A lot has happened in the last few weeks and I have not updated very consistently. Firstly, I failed my A Levels. OK, so I didn't fail but I got a D and an E and the dream of medicine is over. I am halfway to "at peace" with the decision. I am still uneasy with having to tell all everyone that my dream career is over. It's embarrassing and everyone is going to think that I am lazy and stupid. I happily embrace the former quality but not the latter. Now I have to find a new direction. It has sprung up at a nearby university that I once described as "for thickos". Oh, how ironic fate is! It's a foundation course that will lead to a BSc in Health Sciences. I have to e-mail the course advisor and ask his advice. If he says yes, hooray! If he says no, it's back to the drawing board with my two A Levels and find something else. If the science career fails to come off, I will chance becoming an English teacher.

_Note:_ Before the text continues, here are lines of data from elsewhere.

//! Boundary to the text widget and the playback collaborator
//!
//! The widget hands every edit to [`EditorAdapter::apply_delta`], which
//! splices the content, updates the sync map and reports fresh breakpoint
//! hints for the gutter. Cursor movement and gutter clicks seek the video
//! through the narrow [`PlaybackControl`] trait; transport events coming
//! back from the player only ask the widget to take focus again.

use crate::error::SessionError;
use crate::events::SessionEvent;
use crate::handle::SessionHandle;
use std::sync::Arc;
use vnotes_doc::Delta;

/// The slice of a video player this core needs.
pub trait PlaybackControl: Send + Sync {
    /// Current playback position in seconds.
    fn position(&self) -> f64;
    /// Jump to a position in seconds.
    fn seek(&self, seconds: f64);
}

/// Transport events from the playback collaborator.
#[derive(Debug, Clone, Copy, PartialEq, Eq)]
pub enum PlaybackEvent {
    Play,
    Pause,
    Seeked,
    RateChange,
}

/// Instruction back to the embedding widget.
#[derive(Debug, Clone, Copy, PartialEq, Eq)]
pub enum AdapterHint {
    /// Return keyboard focus to the text widget.
    FocusEditor,
}

/// Bridge between the editing widget, the playback collaborator and the
/// session.
pub struct EditorAdapter {
    handle: SessionHandle,
    playback: Option<Arc<dyn PlaybackControl>>,
    last_row: Option<u32>,
}

impl EditorAdapter {
    #[must_use]
    pub fn new(handle: SessionHandle) -> Self {
        Self {
            handle,
            playback: None,
            last_row: None,
        }
    }

    /// Attach the playback collaborator.
    #[must_use]
    pub fn with_playback(mut self, playback: Arc<dyn PlaybackControl>) -> Self {
        self.playback = Some(playback);
        self
    }

    /// Apply one edit event: splice the content, update the sync map and
    /// mark the document dirty. Returns the updated breakpoint lines for
    /// gutter rendering.
    ///
    /// A single-row edit that blanks its row unsyncs it; one that touches
    /// a previously unmapped row syncs it at the current playback
    /// position (or suppresses it when no video is attached). Multi-row
    /// edits renumber the map.
    ///
    /// # Errors
    /// [`SessionError::NoDocument`] before a document exists, and the
    /// delta/sync rejections for out-of-range positions.
    pub fn apply_delta(&self, delta: &Delta) -> Result<Vec<u32>, SessionError> {
        // Read the position before taking the session lock; the player is
        // foreign code.
        let position = self.playback.as_ref().map(|playback| playback.position());

        let mut session = self.handle.session().lock();
        let model = session.model_mut();
        let document = model.document_mut().ok_or(SessionError::NoDocument)?;

        document.content = delta.apply_to(&document.content)?;
        let line_count = document.line_count();
        let playback = if document.has_video() { position } else { None };
        let row_text = document
            .line(delta.start().row)
            .unwrap_or_default()
            .to_owned();
        document
            .sync_map
            .apply_delta(delta, &row_text, line_count, playback)?;
        let breakpoints = document.sync_map.breakpoint_lines();

        model.touch();
        tracing::debug!(
            row = delta.start().row,
            breakpoints = breakpoints.len(),
            "edit applied"
        );
        Ok(breakpoints)
    }

    /// The cursor landed on `row`. Seeks the video when the row is synced
    /// (and syncing is enabled); repeated notifications for the same row
    /// are ignored. Returns the position seeked to, if any.
    pub fn cursor_moved(&mut self, row: u32) -> Option<f64> {
        if self.last_row == Some(row) {
            return None;
        }
        self.last_row = Some(row);
        self.seek_synced_row(row)
    }

    /// The user clicked the gutter marker on `row`.
    pub fn gutter_clicked(&self, row: u32) -> Option<f64> {
        self.seek_synced_row(row)
    }

    /// A transport event arrived from the player; the only reaction is
    /// handing focus back to the text widget.
    pub fn playback_event(&self, event: PlaybackEvent) -> AdapterHint {
        tracing::debug!(?event, "playback event");
        AdapterHint::FocusEditor
    }

    /// Hint for a session broadcast: save/load announcements also hand
    /// focus back to the text widget, so typing continues uninterrupted.
    #[must_use]
    pub fn session_event_hint(&self, event: &SessionEvent) -> Option<AdapterHint> {
        match event {
            SessionEvent::Saving | SessionEvent::FirstSaving | SessionEvent::Loading => {
                Some(AdapterHint::FocusEditor)
            }
            _ => None,
        }
    }

    /// Toggle cursor-driven seeking for the whole document.
    pub fn set_sync_enabled(&self, enabled: bool) -> Result<(), SessionError> {
        let mut session = self.handle.session().lock();
        let model = session.model_mut();
        let document = model.document_mut().ok_or(SessionError::NoDocument)?;
        document.sync_map.set_enabled(enabled);
        model.touch();
        Ok(())
    }

    /// Current breakpoint lines for gutter rendering.
    #[must_use]
    pub fn breakpoints(&self) -> Vec<u32> {
        self.handle
            .session()
            .lock()
            .model()
            .document()
            .map(|document| document.sync_map.breakpoint_lines())
            .unwrap_or_default()
    }

    fn seek_synced_row(&self, row: u32) -> Option<f64> {
        let seconds = {
            let session = self.handle.session().lock();
            let document = session.model().document()?;
            if !document.sync_map.enabled() {
                return None;
            }
            document.sync_map.get(row)?.timestamp()?
        };
        let playback = self.playback.as_ref()?;
        tracing::debug!(row, seconds, "seeking to synced line");
        playback.seek(seconds);
        Some(seconds)
    }
}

Regret and hindsight are powerful but useless right about now. It's totally pointless to wish for a time machine to travel back to 2002, shake my younger self and whisper "become a doctor and work fricking hard" into my own ear. Hmm, that's a very strange image. But daydreams aside, while I know that this situation is mainly my own fault, I lay a percentage of the blame at the foot of my school. They, the teachers, failed to recognise and support my potential and my train wreck life would be so much better had one of them stopped and said "hey, you know you're good enough for science A Levels, don't you?" I know I was anti-establishment and a bit difficult but I couldn't have been any worse than many of my classmates. *sigh*

In better news though, the mortgage is hopefully coming though. The house valuation is happening later today, on what would have been my grandfather's 83rd birthday. I should really be making a move. The guy will phone about half an hour before he's due to arrive at the house. Knowing my luck, as soon as I step in the shower, he'll phone and I'll go whizzing around the house like a ping pong ball trying to get myself sorted. Ho hum.

EDIT: He's been and gone and I stupidly gave him a lower amount than the one we want the house valued for. I am so in the shit.

Over at thedailymind.com he's written a post about technology making us depressed. I agree with the observations he's made, but then I'm a simplify-my-life kinda girl so I would. I wrote about when I gave up Facebook. Thinking about it, I've never been one to use social networking that much. I used and quit Facebook, MySpace, Bebo and a few blogs up until now. The most successful blog I held was for over two years at LiveJournal, where I had one of the first one million accounts. Back then, it was by invite only. *sigh* Those were the days...

The more I think about it, the more I like the isolation from the social networks. Everyone at work is raving about a farm game on Facebook and although I sometimes feel left out, ultimately I feel better because I'm not one of the herd.

Anywho, the bin smells a bit off and the sink is full of dishes, so I need to get my chores done and then head out to run a few errands.